2011 NY Slip Op 52018(U) [33 Misc 3d 135(A)]
Decided on October 28, 2011
Appellate Term, Second Department
Published by New York State Law Reporting Bureau pursuant to Judiciary Law § 431.
This opinion is uncorrected and will not be published in the printed Official Reports.


Decided on October 28, 2011
SUPREME COURT OF THE STATE OF NEW YORK

APPELLATE TERM: 2nd, 11th and 13th JUDICIAL DISTRICTS

PRESENT: : PESCE, P.J., WESTON and RIOS, JJ
2009-2463 K C.

Comfort Supply, Inc. as Assignee of ANDRE HAYDEN, Respondent,

against

Clarendon National Insurance Co., Appellant.
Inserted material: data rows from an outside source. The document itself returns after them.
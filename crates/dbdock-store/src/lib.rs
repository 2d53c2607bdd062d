use std::path::PathBuf;

use dbdock_common::DockError;
use thiserror::Error;

pub mod json;
pub mod storage;

pub use json::JsonFileStore;
pub use storage::{InMemoryStore, InstanceStore};

// Error Types
#[derive(Error, Debug)]
pub enum StoreError {
    #[error("Settings file {} could not be accessed: {source}", path.display())]
    Io {
        path: PathBuf,
        #[source]
        source: std::io::Error,
    },
    #[error("Settings could not be encoded: {0}")]
    Encode(#[from] serde_json::Error),
}

impl From<StoreError> for DockError {
    fn from(err: StoreError) -> Self {
        DockError::Config(err.to_string())
    }
}

pub type Result<T> = std::result::Result<T, StoreError>;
Appeal from an order of the Civil Court of the City of New York, Kings County (Peter Paul Sweeney, J.), entered November 5, 2009. The order, insofar as appealed from, denied defendant's cross motion for summary judgment dismissing the complaint.


ORDERED that the order, insofar as appealed from, is reversed, without costs, and defendant's cross motion for summary judgment dismissing the complaint is granted.

In this action by a provider to recover assigned first-party no-fault benefits, defendant appeals from so much of an order as denied its cross motion for summary judgment dismissing the complaint.

The affidavit of defendant's claims division employee established that defendant had timely mailed its denial of claim form, which denied the claim on the ground that the assignor had not submitted proper notice of the accident to defendant within 30 days of the accident, in accordance with its standard office practices and procedures (see St. Vincent's Hosp. of Richmond v Government Empls. Ins. Co., 50 AD3d 1123 [2008]; Delta Diagnostic Radiology, P.C. v Chubb Group of Ins., 17 Misc 3d 16 [App Term, 2d & 11th Jud Dists 2007]). The affidavit further stated that defendant had first learned of the accident when it had received an NF-2 form, thereby demonstrating that defendant first learned of the accident more than 30 days after it had occurred. As defendant established its prima facie entitlement to judgment as a matter of law, the burden shifted to plaintiff. In opposition, plaintiff did not proffer any proof, but merely speculated that defendant had learned of the accident prior to receiving the NF-2 form. Despite being informed by the denial of claim form that it had the opportunity to "submit[] written proof providing clear and reasonable justification for the failure" to timely advise defendant of the accident (Insurance Department Regulation [11 NYCRR] § 65-1.1; § 65-2.4 [b]), plaintiff did not present any evidence that it had availed itself of the opportunity. In light of the foregoing, plaintiff failed to demonstrate the existence of a triable issue of fact.

Accordingly, the order, insofar as appealed from, is reversed, and defendant's cross motion for summary judgment dismissing the complaint is granted. [*2]

Pesce, P.J., Weston and Rios, JJ., concur.